Deze verbreding ligt in het verlengde van de inschatting die ook binnen de anti-ISIS coalitie wordt gemaakt, namelijk dat er een verdere verschuiving kan plaatsvinden richting Security Sector Reform (SSR) en capaciteitsopbouw op institutioneel niveau, omdat de Iraakse veiligheidssector in toenemende mate zelf in staat is om de dreiging die van ISIS uitgaat het hoofd te bieden.

Met deze verbreding gaat gepaard dat NMI niet enkel in (de nabije omgeving van) Bagdad maar ook elders in Irak actief zal worden. Daarnaast zal de missie zo veel als mogelijk flexibel worden opgezet om adequaat in te kunnen blijven spelen op de behoefte van de Iraakse autoriteiten. Door een aantal bondgenoten werd daarbij terecht aangegeven dat de beschikbaarheid van zogenaamde enabling capaciteiten (logistiek, bevoorrading etc.) daarbij van groot belang is.

De Ministers stemden in met een herziening van het operatieplan van NMI, wat een verdere concretisering op zal leveren. Het is de verwachting dat tijdens de bijeenkomst van de NAVO-Ministers van Defensie in februari 2021 een definitief besluit wordt genomen over de toekomst van deze NAVO-missie. Op dat moment zal ook voor bondgenoten inzichtelijk worden welke aanvullende militaire en civiele capaciteiten er precies nodig zijn. Op basis daarvan zal het kabinet vervolgens wegen of Nederland een aanvullende bijdrage kan leveren aan de toekomstige NMI.

Afghanistan

Tijdens de bijeenkomst onderstreepten bondgenoten eensgezind hun toewijding aan duurzame vrede in Afghanistan. Er werd gesproken over de ontwikkelingen in Afghanistan en de mogelijke gevolgen voor de Resolute Support missie (RSM). Daarbij benadrukten vele bondgenoten, waaronder Nederland, dat eventuele verdere aanpassingen van het troepenaantal «conditions-based» moeten zijn en in nauwe samenwerking gecoördineerd dienen te worden.
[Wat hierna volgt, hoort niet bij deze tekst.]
//! Model tree data structures.
//!
//! - [`node`] - `Node`, `NodeId` and `NodeSpec`
//! - [`kinds`] - declared kind hierarchy with precomputed subtype sets
//! - [`arena`] - `ModelTree`, the owning arena and its structural mutations
//! - [`error`] - structural errors

pub mod arena;
pub mod error;
pub mod kinds;
pub mod node;

pub use arena::ModelTree;
pub use error::TreeError;
pub use kinds::{KindDecl, KindTable};
pub use node::{is_valid_name, Node, NodeId, NodeSpec, KIND_ATTRIBUTE, NAME_ATTRIBUTE};
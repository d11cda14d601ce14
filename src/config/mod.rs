//! Configuration system for modeltree.
//!
//! This module provides the configuration structure for the `modeltree`
//! binary with sensible defaults and serde support. Configuration is loaded
//! from a TOML file and merged with command-line arguments.
//!
//! # Example
//!
//! ```
//! use modeltree::config::Config;
//!
//! // Use default configuration
//! let config = Config::default();
//! assert_eq!(config.log_level, "warn");
//! assert_eq!(config.output_format, "text");
//!
//! // Create custom configuration
//! let custom = Config {
//!     output_format: "json".to_string(),
//!     ..Config::default()
//! };
//! ```

use std::path::PathBuf;

use serde::{Deserialize, Serialize};

use crate::tree::KindDecl;

/// Configuration for the modeltree binary.
///
/// * `log_level` - tracing filter used when `RUST_LOG` is unset (default: "warn")
/// * `output_format` - "text" or "json" (default: "text")
/// * `default_file` - tree description used when none is given on the command line
/// * `kinds` - extra kind declarations merged into every loaded tree
#[derive(Debug, Clone, Serialize, Deserialize, PartialEq)]
pub struct Config {
    /// Tracing filter directive
    #[serde(default = "default_log_level")]
    pub log_level: String,

    /// Output format for query results
    #[serde(default = "default_output_format")]
    pub output_format: String,

    /// Tree description to load when no file is given
    #[serde(default)]
    pub default_file: Option<PathBuf>,

    /// Kind declarations applied before the description's own
    #[serde(default)]
    pub kinds: Vec<KindDecl>,
}

/// Returns the default log filter.
fn default_log_level() -> String {
    "warn".to_string()
}

/// Returns the default output format.
fn default_output_format() -> String {
    "text".to_string()
}

impl Default for Config {
    fn default() -> Self {
        Self {
            log_level: default_log_level(),
            output_format: default_output_format(),
            default_file: None,
            kinds: Vec::new(),
        }
    }
}

impl Config {
    /// Returns the path to the config file.
    ///
    /// Uses `~/.config/modeltree/config.toml` on all platforms.
    pub fn config_path() -> Option<PathBuf> {
        dirs::home_dir().map(|mut path| {
            path.push(".config");
            path.push("modeltree");
            path.push("config.toml");
            path
        })
    }

    /// Loads configuration from the default config file.
    ///
    /// Returns the default configuration if the file doesn't exist or can't be read.
    pub fn load() -> Self {
        match Self::config_path() {
            Some(path) => Self::load_from(&path),
            None => Self::default(),
        }
    }

    /// Loads configuration from `path`, falling back to defaults.
    pub fn load_from(path: &std::path::Path) -> Self {
        if !path.exists() {
            return Self::default();
        }

        match std::fs::read_to_string(path) {
            Ok(contents) => toml::from_str(&contents).unwrap_or_else(|err| {
                tracing::warn!(path = %path.display(), "ignoring invalid config: {}", err);
                Self::default()
            }),
            Err(_) => Self::default(),
        }
    }

    /// Saves configuration to the default config file.
    ///
    /// Creates the config directory if it doesn't exist.
    pub fn save(&self) -> anyhow::Result<()> {
        let config_path = Self::config_path()
            .ok_or_else(|| anyhow::anyhow!("Could not determine config directory"))?;
        self.save_to(&config_path)
    }

    /// Saves configuration to `path`.
    pub fn save_to(&self, path: &std::path::Path) -> anyhow::Result<()> {
        if let Some(parent) = path.parent() {
            std::fs::create_dir_all(parent)?;
        }

        let toml_string = toml::to_string_pretty(self)?;
        std::fs::write(path, toml_string)?;

        Ok(())
    }

    /// Returns true if query results should be printed as JSON.
    pub fn wants_json(&self) -> bool {
        self.output_format.eq_ignore_ascii_case("json")
    }
}
//! Scope-bounded name and path resolution over a tree of named, typed models.
//!
//! A [`ModelTree`](tree::ModelTree) holds models in an arena. Each model has
//! a name, a kind from a declared [`KindTable`](tree::KindTable), and an
//! ordered record of attributes. On top of the tree sit:
//!
//! - [`query`] - scope visibility and the structural queries built on it
//! - [`modelpath`] - the path language used by `get` and `set`
//! - [`link`] - wiring of models to collaborators with missing-link policies
//! - [`file`] - loading tree descriptions from YAML
//! - [`config`] - settings for the `modeltree` binary

pub mod attribute;
pub mod config;
pub mod file;
pub mod link;
pub mod modelpath;
pub mod query;
pub mod tree;
//! File I/O for tree descriptions.
//!
//! This module loads YAML tree descriptions from disk (plain or gzipped),
//! from stdin, or from memory, and builds them into a [`ModelTree`](crate::tree::ModelTree).

pub mod loader;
Zij herhaalden daarbij het uitgangspunt: «in together, adjust together and out together». Nederland vroeg daarnaast aandacht voor het behouden van de vooruitgang die de afgelopen jaren is geboekt.

Vrouwen, vrede en veiligheid

De Ministers stonden tijdens de tweede werksessie tevens stil bij het 20-jarig bestaan van de VN-Veiligheidsraad resolutie 1325. De Ministers spraken zich uit voor het belang van dit onderwerp en stemden in met het actieplan ter implementatie van de in 2019 vastgestelde NATO Policy on Preventing and Responding to Sexual Exploitation and Abuse. In het kader van dit onderwerp kondigde Nederland aan momenteel te werken aan het vierde Nationaal Actieplan (NAP) 1325, voor de periode 2021–2025. Uw Kamer ontvangt dit Actieplan zodra deze gereed is.

Letter of Intent grondgebonden luchtverdediging

En marge van de bijeenkomst tekende Nederland samen met negen NAVO-bondgenoten een Letter of Intent ten behoeve van de oprichting van een multinationaal materieelsamenwerkingsverband op het gebied van grondgebonden luchtruimverdediging1. Nederland gaat hiervan deel uitmaken omdat het, net als een aantal andere bondgenoten, aan de vooravond staat van de vervanging van belangrijke delen van de grondgebonden luchtverdediging. Het samenwerkingsverband is gericht op kostenbesparing, standaardisatie en interoperabiliteit. Met deze ondertekening gaat Nederland nog geen financiële of juridische verplichtingen aan.

De Minister van Defensie, A.Th.B. Bijleveld-Schouten


X Noot
1

De negen bondgenoten zijn: België, Denemarken, Duitsland, Hongarije, Italië, Letland, Slovenië, Spanje en het Verenigd Koninkrijk.